WHAT THE TASK ASKS
Using the data below, gather each line that includes the word "ConfigArgs".

-- INFORMATION GIVEN follows --

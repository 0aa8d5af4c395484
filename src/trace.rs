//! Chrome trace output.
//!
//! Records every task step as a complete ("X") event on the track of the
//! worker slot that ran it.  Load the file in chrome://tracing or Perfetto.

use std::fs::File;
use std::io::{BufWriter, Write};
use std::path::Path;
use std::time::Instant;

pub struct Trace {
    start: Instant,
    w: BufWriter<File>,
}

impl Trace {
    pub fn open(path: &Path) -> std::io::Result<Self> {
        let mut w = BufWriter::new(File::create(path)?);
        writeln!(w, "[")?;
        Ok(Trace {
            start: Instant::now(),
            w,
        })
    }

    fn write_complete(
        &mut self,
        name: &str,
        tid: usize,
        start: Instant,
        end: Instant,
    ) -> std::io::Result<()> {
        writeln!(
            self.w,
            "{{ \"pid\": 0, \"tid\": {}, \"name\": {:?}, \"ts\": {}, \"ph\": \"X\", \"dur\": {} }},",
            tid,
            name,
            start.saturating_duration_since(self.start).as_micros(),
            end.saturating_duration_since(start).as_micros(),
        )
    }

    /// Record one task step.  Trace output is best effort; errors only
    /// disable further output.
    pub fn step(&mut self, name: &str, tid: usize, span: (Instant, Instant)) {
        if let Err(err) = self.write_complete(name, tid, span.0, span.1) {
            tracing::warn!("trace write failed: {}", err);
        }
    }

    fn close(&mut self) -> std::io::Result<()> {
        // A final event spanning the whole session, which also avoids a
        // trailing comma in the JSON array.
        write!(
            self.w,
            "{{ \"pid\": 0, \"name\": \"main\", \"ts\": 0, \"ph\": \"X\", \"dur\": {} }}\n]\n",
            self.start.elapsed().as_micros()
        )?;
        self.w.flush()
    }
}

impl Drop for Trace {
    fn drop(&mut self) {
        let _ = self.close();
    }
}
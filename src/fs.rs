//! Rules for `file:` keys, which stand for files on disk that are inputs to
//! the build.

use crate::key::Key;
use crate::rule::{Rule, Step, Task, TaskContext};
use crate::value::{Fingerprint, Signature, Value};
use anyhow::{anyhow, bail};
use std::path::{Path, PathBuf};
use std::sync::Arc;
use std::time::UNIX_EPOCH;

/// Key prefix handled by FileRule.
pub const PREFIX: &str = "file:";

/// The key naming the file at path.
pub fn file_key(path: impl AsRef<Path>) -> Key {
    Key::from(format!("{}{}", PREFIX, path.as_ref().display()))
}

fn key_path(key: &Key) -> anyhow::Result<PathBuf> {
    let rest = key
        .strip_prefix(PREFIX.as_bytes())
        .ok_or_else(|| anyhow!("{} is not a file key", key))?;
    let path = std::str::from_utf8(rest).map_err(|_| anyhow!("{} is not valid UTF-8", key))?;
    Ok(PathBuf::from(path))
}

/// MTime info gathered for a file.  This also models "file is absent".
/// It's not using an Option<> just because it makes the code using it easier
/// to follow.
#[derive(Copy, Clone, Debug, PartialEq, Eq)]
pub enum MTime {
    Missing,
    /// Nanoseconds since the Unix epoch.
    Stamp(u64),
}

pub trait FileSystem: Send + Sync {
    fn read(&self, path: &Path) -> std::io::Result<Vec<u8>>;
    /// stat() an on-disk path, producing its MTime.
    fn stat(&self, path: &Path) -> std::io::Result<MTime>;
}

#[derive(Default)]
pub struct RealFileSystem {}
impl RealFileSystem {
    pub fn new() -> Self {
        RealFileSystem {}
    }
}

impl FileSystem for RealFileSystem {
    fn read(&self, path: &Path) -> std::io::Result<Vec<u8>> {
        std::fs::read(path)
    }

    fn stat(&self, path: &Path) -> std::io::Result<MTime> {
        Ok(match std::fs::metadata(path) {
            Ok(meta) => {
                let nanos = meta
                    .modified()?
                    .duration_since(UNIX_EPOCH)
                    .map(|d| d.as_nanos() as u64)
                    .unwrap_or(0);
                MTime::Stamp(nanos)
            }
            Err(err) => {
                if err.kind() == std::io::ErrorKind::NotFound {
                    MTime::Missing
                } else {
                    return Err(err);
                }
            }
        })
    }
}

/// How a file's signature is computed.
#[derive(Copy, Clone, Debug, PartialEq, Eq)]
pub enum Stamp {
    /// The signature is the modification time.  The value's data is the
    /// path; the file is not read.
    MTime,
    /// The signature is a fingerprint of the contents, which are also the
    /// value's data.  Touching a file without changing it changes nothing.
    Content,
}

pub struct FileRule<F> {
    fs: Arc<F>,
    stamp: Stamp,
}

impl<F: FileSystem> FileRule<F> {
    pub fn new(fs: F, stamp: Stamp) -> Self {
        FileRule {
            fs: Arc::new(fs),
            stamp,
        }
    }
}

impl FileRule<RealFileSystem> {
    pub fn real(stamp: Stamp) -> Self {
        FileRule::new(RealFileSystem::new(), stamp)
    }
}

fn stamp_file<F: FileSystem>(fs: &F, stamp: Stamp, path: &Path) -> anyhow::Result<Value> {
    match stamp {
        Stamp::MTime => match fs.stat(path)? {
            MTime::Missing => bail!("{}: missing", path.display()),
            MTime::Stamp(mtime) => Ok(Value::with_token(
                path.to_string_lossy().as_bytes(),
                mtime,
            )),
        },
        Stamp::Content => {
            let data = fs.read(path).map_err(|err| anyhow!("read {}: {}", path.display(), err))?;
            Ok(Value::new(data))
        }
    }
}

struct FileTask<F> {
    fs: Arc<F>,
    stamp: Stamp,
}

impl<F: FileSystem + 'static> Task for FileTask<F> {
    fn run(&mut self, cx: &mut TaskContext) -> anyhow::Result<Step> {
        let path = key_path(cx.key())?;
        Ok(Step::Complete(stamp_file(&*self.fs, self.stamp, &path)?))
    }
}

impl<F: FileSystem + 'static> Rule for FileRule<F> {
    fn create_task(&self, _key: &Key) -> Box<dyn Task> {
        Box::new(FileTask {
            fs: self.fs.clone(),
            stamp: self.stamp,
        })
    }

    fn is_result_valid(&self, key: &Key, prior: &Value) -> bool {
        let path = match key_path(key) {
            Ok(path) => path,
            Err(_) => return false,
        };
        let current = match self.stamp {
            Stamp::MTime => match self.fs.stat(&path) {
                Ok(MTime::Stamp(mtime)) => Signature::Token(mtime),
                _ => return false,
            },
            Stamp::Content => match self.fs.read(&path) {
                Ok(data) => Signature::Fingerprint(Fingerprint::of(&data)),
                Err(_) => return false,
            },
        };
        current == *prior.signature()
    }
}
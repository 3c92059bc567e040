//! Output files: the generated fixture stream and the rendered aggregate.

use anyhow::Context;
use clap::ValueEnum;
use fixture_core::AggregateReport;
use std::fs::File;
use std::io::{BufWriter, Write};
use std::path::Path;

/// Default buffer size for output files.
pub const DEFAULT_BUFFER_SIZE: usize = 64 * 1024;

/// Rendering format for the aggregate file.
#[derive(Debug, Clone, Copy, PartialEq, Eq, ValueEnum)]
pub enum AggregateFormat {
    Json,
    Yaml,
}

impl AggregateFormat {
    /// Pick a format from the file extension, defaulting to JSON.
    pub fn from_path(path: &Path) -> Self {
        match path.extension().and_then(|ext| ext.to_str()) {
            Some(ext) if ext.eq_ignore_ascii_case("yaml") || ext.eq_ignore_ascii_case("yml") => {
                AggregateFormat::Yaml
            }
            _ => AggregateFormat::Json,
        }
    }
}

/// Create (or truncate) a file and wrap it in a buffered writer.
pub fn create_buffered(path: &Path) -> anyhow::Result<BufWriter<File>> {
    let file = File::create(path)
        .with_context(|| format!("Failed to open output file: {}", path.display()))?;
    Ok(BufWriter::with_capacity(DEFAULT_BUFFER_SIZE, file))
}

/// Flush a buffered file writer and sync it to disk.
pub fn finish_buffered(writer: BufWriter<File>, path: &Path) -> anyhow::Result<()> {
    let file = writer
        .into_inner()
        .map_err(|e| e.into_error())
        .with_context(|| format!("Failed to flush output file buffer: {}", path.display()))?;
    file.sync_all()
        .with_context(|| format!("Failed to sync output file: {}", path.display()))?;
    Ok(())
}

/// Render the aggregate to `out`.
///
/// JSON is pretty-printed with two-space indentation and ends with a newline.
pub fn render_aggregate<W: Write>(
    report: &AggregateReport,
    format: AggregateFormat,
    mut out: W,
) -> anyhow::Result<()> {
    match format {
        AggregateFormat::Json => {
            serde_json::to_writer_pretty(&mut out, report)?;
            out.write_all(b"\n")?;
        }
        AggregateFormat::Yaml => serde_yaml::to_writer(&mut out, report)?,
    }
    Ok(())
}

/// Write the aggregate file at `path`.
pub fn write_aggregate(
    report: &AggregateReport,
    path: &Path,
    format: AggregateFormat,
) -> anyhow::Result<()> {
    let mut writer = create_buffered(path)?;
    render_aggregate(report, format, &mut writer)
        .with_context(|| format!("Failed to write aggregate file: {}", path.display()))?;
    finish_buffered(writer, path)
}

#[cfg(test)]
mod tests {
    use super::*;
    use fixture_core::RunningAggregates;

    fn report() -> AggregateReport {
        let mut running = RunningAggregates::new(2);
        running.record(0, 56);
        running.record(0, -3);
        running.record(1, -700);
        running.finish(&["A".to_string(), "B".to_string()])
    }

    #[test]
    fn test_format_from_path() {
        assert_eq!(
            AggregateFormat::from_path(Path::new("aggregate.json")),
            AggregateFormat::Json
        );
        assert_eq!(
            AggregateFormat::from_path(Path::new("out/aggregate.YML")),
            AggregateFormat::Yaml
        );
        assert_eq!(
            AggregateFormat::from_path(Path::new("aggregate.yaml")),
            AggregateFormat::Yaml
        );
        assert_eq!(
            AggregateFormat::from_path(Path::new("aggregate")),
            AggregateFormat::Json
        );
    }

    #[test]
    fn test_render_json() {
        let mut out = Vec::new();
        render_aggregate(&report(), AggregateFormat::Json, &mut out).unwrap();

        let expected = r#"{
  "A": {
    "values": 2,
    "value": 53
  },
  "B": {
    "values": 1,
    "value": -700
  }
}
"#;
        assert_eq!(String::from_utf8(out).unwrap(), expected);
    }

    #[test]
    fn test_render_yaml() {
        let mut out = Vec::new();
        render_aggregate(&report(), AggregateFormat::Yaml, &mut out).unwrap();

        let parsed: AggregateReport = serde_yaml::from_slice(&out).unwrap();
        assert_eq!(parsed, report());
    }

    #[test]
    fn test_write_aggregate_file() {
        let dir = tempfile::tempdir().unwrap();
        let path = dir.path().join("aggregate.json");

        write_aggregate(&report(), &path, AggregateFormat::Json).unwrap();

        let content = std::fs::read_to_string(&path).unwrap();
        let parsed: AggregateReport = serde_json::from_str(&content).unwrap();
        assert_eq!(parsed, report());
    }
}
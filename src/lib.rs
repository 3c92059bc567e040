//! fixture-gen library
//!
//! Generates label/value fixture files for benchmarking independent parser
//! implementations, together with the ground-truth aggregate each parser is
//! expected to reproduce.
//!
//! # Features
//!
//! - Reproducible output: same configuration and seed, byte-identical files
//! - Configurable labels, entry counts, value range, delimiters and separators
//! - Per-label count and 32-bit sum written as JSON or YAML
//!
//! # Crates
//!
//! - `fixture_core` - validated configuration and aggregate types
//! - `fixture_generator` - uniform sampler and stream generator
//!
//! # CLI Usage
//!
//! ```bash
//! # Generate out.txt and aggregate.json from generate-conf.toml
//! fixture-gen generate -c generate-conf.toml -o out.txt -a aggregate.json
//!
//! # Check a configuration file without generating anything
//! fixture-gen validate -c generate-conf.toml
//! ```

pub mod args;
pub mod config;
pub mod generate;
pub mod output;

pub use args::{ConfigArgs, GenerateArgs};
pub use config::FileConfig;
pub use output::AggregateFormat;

-- INFORMATION GIVEN concluded --
-- INFORMATION GIVEN follows --

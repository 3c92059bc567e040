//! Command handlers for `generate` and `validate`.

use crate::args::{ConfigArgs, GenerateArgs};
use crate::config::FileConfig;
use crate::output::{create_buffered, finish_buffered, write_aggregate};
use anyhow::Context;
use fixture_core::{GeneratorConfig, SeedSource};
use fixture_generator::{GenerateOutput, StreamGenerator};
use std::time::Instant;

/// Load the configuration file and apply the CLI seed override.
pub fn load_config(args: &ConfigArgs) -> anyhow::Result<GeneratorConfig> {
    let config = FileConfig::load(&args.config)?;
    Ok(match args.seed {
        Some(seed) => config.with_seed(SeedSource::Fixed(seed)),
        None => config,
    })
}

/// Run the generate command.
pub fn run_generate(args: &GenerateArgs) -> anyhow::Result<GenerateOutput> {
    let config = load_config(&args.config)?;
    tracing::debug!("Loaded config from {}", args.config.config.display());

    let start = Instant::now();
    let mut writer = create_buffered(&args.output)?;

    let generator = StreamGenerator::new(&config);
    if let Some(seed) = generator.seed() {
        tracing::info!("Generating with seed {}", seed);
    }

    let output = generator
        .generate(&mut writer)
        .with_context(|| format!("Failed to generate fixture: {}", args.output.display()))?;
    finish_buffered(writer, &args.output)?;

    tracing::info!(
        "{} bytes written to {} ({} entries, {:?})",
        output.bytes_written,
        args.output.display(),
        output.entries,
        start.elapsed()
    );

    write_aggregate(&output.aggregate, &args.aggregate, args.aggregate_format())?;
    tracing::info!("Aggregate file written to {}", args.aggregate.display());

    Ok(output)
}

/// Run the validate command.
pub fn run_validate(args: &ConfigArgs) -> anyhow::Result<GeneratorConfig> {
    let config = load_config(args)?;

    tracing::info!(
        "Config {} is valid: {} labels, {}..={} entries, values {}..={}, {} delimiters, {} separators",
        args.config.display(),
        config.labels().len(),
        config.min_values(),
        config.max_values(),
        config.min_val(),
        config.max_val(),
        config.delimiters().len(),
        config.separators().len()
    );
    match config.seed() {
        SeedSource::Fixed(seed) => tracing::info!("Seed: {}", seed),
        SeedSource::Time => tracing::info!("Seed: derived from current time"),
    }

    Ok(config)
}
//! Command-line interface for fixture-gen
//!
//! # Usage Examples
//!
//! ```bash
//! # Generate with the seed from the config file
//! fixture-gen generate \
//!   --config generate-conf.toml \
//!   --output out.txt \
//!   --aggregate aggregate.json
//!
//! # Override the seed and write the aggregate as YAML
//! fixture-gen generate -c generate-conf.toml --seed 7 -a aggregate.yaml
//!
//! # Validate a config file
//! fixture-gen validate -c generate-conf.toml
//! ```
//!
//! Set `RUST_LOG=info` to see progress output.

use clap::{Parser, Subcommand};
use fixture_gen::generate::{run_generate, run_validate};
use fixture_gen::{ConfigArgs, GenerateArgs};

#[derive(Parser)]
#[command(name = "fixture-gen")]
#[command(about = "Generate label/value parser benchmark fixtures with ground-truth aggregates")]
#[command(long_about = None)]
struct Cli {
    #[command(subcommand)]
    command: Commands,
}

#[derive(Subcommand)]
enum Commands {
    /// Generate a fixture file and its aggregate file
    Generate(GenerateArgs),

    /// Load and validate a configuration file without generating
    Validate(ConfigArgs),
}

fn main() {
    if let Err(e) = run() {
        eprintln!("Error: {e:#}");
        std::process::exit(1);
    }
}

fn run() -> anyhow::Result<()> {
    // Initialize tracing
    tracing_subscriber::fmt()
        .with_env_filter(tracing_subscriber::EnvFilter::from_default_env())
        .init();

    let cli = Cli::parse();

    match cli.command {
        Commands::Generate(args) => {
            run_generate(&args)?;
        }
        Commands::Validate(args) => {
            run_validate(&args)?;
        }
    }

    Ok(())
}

-- INFORMATION GIVEN concluded --

THE ANSWER
pub use args::{ConfigArgs, GenerateArgs};
use crate::args::{ConfigArgs, GenerateArgs};
pub fn load_config(args: &ConfigArgs) -> anyhow::Result<GeneratorConfig> {
pub fn run_validate(args: &ConfigArgs) -> anyhow::Result<GeneratorConfig> {
use fixture_gen::{ConfigArgs, GenerateArgs};
    Validate(ConfigArgs),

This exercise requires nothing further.